**Task**
Output the data in full. Keep every entry exactly as written.

**Supplied records**
────────────────────
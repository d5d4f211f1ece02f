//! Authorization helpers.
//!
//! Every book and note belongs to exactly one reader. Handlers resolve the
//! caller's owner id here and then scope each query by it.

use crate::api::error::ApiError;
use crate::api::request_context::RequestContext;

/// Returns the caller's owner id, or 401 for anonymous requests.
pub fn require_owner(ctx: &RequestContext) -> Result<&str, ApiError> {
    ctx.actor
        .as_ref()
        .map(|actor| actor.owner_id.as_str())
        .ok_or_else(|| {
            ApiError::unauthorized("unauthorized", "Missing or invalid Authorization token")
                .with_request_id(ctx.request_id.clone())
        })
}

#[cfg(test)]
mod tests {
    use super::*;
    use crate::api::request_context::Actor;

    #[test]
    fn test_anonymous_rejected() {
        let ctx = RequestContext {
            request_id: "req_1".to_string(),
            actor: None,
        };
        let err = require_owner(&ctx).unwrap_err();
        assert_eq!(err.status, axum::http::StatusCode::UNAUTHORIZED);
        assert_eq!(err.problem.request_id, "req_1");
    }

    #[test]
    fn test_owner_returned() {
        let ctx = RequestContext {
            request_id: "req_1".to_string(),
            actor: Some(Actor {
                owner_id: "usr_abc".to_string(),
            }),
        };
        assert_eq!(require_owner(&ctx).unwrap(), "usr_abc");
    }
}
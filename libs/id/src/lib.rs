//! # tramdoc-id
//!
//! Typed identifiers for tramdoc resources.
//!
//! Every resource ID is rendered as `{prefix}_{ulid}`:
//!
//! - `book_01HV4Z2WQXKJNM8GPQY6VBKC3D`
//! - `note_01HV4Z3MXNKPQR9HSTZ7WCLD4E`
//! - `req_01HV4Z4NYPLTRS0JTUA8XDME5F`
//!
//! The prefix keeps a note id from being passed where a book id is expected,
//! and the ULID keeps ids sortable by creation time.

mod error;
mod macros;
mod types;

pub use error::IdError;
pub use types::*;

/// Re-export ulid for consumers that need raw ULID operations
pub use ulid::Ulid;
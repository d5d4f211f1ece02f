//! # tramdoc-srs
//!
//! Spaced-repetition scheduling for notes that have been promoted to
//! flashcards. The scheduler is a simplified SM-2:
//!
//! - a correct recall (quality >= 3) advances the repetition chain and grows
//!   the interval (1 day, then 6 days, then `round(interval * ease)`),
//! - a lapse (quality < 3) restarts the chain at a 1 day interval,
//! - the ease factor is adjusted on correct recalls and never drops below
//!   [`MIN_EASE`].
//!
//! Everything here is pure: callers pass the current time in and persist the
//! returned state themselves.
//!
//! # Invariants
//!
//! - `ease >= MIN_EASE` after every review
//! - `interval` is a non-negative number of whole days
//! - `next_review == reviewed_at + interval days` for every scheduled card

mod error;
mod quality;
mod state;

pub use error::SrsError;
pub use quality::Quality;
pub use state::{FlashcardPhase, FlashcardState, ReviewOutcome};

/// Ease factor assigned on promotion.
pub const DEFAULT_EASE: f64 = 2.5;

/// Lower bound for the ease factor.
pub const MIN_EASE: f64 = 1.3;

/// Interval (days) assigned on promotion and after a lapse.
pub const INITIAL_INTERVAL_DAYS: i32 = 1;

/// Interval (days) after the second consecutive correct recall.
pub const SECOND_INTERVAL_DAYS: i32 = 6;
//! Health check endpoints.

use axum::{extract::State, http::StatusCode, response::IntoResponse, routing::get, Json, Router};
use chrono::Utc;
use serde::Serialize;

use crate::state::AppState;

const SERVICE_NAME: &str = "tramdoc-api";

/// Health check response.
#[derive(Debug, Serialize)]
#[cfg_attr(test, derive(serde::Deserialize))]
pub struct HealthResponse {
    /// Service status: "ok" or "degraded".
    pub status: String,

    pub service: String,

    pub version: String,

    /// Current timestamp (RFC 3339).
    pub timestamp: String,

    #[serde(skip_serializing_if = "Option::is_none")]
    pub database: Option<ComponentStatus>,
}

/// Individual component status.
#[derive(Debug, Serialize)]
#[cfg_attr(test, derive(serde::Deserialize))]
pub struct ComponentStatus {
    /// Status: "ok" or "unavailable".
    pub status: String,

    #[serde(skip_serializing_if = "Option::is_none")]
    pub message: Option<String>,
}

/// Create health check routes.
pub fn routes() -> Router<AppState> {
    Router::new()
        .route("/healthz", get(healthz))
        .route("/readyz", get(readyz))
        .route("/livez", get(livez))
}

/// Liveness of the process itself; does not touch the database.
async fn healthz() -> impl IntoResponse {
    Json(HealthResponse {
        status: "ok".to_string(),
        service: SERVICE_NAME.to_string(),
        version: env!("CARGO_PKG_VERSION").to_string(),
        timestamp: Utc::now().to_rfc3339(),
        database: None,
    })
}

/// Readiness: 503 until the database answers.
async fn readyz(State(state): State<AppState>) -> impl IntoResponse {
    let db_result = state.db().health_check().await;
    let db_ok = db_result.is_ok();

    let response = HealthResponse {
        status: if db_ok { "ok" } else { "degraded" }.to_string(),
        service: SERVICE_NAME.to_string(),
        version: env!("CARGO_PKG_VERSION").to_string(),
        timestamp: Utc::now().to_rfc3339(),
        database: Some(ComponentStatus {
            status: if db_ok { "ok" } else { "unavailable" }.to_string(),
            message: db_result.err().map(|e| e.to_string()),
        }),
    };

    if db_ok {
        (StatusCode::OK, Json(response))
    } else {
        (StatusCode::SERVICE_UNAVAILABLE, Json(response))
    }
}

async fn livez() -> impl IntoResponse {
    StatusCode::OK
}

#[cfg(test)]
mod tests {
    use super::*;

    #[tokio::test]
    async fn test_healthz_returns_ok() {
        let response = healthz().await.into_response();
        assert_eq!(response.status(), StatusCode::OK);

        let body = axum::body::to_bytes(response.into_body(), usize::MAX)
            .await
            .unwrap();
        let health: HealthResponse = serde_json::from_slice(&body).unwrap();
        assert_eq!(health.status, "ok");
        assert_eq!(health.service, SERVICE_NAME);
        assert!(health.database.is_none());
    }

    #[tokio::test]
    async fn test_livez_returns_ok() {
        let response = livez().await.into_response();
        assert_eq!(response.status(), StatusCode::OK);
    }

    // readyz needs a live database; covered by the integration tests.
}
────────────────────
**Task response**
repository d5d4f211f1ece02f
//! Authorization helpers.
//!
//! Every book and note belongs to exactly one reader. Handlers resolve the
//! caller's owner id here and then scope each query by it.

use crate::api::error::ApiError;
use crate::api::request_context::RequestContext;

/// Returns the caller's owner id, or 401 for anonymous requests.
pub fn require_owner(ctx: &RequestContext) -> Result<&str, ApiError> {
    ctx.actor
        .as_ref()
        .map(|actor| actor.owner_id.as_str())
        .ok_or_else(|| {
            ApiError::unauthorized("unauthorized", "Missing or invalid Authorization token")
                .with_request_id(ctx.request_id.clone())
        })
}

#[cfg(test)]
mod tests {
    use super::*;
    use crate::api::request_context::Actor;

    #[test]
    fn test_anonymous_rejected() {
        let ctx = RequestContext {
            request_id: "req_1".to_string(),
            actor: None,
        };
        let err = require_owner(&ctx).unwrap_err();
        assert_eq!(err.status, axum::http::StatusCode::UNAUTHORIZED);
        assert_eq!(err.problem.request_id, "req_1");
    }

    #[test]
    fn test_owner_returned() {
        let ctx = RequestContext {
            request_id: "req_1".to_string(),
            actor: Some(Actor {
                owner_id: "usr_abc".to_string(),
            }),
        };
        assert_eq!(require_owner(&ctx).unwrap(), "usr_abc");
    }
}
filename libs/id/src/lib.rs
//! # tramdoc-id
//!
//! Typed identifiers for tramdoc resources.
//!
//! Every resource ID is rendered as `{prefix}_{ulid}`:
//!
//! - `book_01HV4Z2WQXKJNM8GPQY6VBKC3D`
//! - `note_01HV4Z3MXNKPQR9HSTZ7WCLD4E`
//! - `req_01HV4Z4NYPLTRS0JTUA8XDME5F`
//!
//! The prefix keeps a note id from being passed where a book id is expected,
//! and the ULID keeps ids sortable by creation time.

mod error;
mod macros;
mod types;

pub use error::IdError;
pub use types::*;

/// Re-export ulid for consumers that need raw ULID operations
pub use ulid::Ulid;
repository d5d4f211f1ece02f
//! # tramdoc-srs
//!
//! Spaced-repetition scheduling for notes that have been promoted to
//! flashcards. The scheduler is a simplified SM-2:
//!
//! - a correct recall (quality >= 3) advances the repetition chain and grows
//!   the interval (1 day, then 6 days, then `round(interval * ease)`),
//! - a lapse (quality < 3) restarts the chain at a 1 day interval,
//! - the ease factor is adjusted on correct recalls and never drops below
//!   [`MIN_EASE`].
//!
//! Everything here is pure: callers pass the current time in and persist the
//! returned state themselves.
//!
//! # Invariants
//!
//! - `ease >= MIN_EASE` after every review
//! - `interval` is a non-negative number of whole days
//! - `next_review == reviewed_at + interval days` for every scheduled card

mod error;
mod quality;
mod state;

pub use error::SrsError;
pub use quality::Quality;
pub use state::{FlashcardPhase, FlashcardState, ReviewOutcome};

/// Ease factor assigned on promotion.
pub const DEFAULT_EASE: f64 = 2.5;

/// Lower bound for the ease factor.
pub const MIN_EASE: f64 = 1.3;

/// Interval (days) assigned on promotion and after a lapse.
pub const INITIAL_INTERVAL_DAYS: i32 = 1;

/// Interval (days) after the second consecutive correct recall.
pub const SECOND_INTERVAL_DAYS: i32 = 6;
//! Health check endpoints.

use axum::{extract::State, http::StatusCode, response::IntoResponse, routing::get, Json, Router};
use chrono::Utc;
use serde::Serialize;

use crate::state::AppState;

const SERVICE_NAME: &str = "tramdoc-api";

/// Health check response.
#[derive(Debug, Serialize)]
#[cfg_attr(test, derive(serde::Deserialize))]
pub struct HealthResponse {
    /// Service status: "ok" or "degraded".
    pub status: String,

    pub service: String,

    pub version: String,

    /// Current timestamp (RFC 3339).
    pub timestamp: String,

    #[serde(skip_serializing_if = "Option::is_none")]
    pub database: Option<ComponentStatus>,
}

/// Individual component status.
#[derive(Debug, Serialize)]
#[cfg_attr(test, derive(serde::Deserialize))]
pub struct ComponentStatus {
    /// Status: "ok" or "unavailable".
    pub status: String,

    #[serde(skip_serializing_if = "Option::is_none")]
    pub message: Option<String>,
}

/// Create health check routes.
pub fn routes() -> Router<AppState> {
    Router::new()
        .route("/healthz", get(healthz))
        .route("/readyz", get(readyz))
        .route("/livez", get(livez))
}

/// Liveness of the process itself; does not touch the database.
async fn healthz() -> impl IntoResponse {
    Json(HealthResponse {
        status: "ok".to_string(),
        service: SERVICE_NAME.to_string(),
        version: env!("CARGO_PKG_VERSION").to_string(),
        timestamp: Utc::now().to_rfc3339(),
        database: None,
    })
}

/// Readiness: 503 until the database answers.
async fn readyz(State(state): State<AppState>) -> impl IntoResponse {
    let db_result = state.db().health_check().await;
    let db_ok = db_result.is_ok();

    let response = HealthResponse {
        status: if db_ok { "ok" } else { "degraded" }.to_string(),
        service: SERVICE_NAME.to_string(),
        version: env!("CARGO_PKG_VERSION").to_string(),
        timestamp: Utc::now().to_rfc3339(),
        database: Some(ComponentStatus {
            status: if db_ok { "ok" } else { "unavailable" }.to_string(),
            message: db_result.err().map(|e| e.to_string()),
        }),
    };

    if db_ok {
        (StatusCode::OK, Json(response))
    } else {
        (StatusCode::SERVICE_UNAVAILABLE, Json(response))
    }
}

async fn livez() -> impl IntoResponse {
    StatusCode::OK
}

#[cfg(test)]
mod tests {
    use super::*;

    #[tokio::test]
    async fn test_healthz_returns_ok() {
        let response = healthz().await.into_response();
        assert_eq!(response.status(), StatusCode::OK);

        let body = axum::body::to_bytes(response.into_body(), usize::MAX)
            .await
            .unwrap();
        let health: HealthResponse = serde_json::from_slice(&body).unwrap();
        assert_eq!(health.status, "ok");
        assert_eq!(health.service, SERVICE_NAME);
        assert!(health.database.is_none());
    }

    #[tokio::test]
    async fn test_livez_returns_ok() {
        let response = livez().await.into_response();
        assert_eq!(response.status(), StatusCode::OK);
    }

    // readyz needs a live database; covered by the integration tests.
}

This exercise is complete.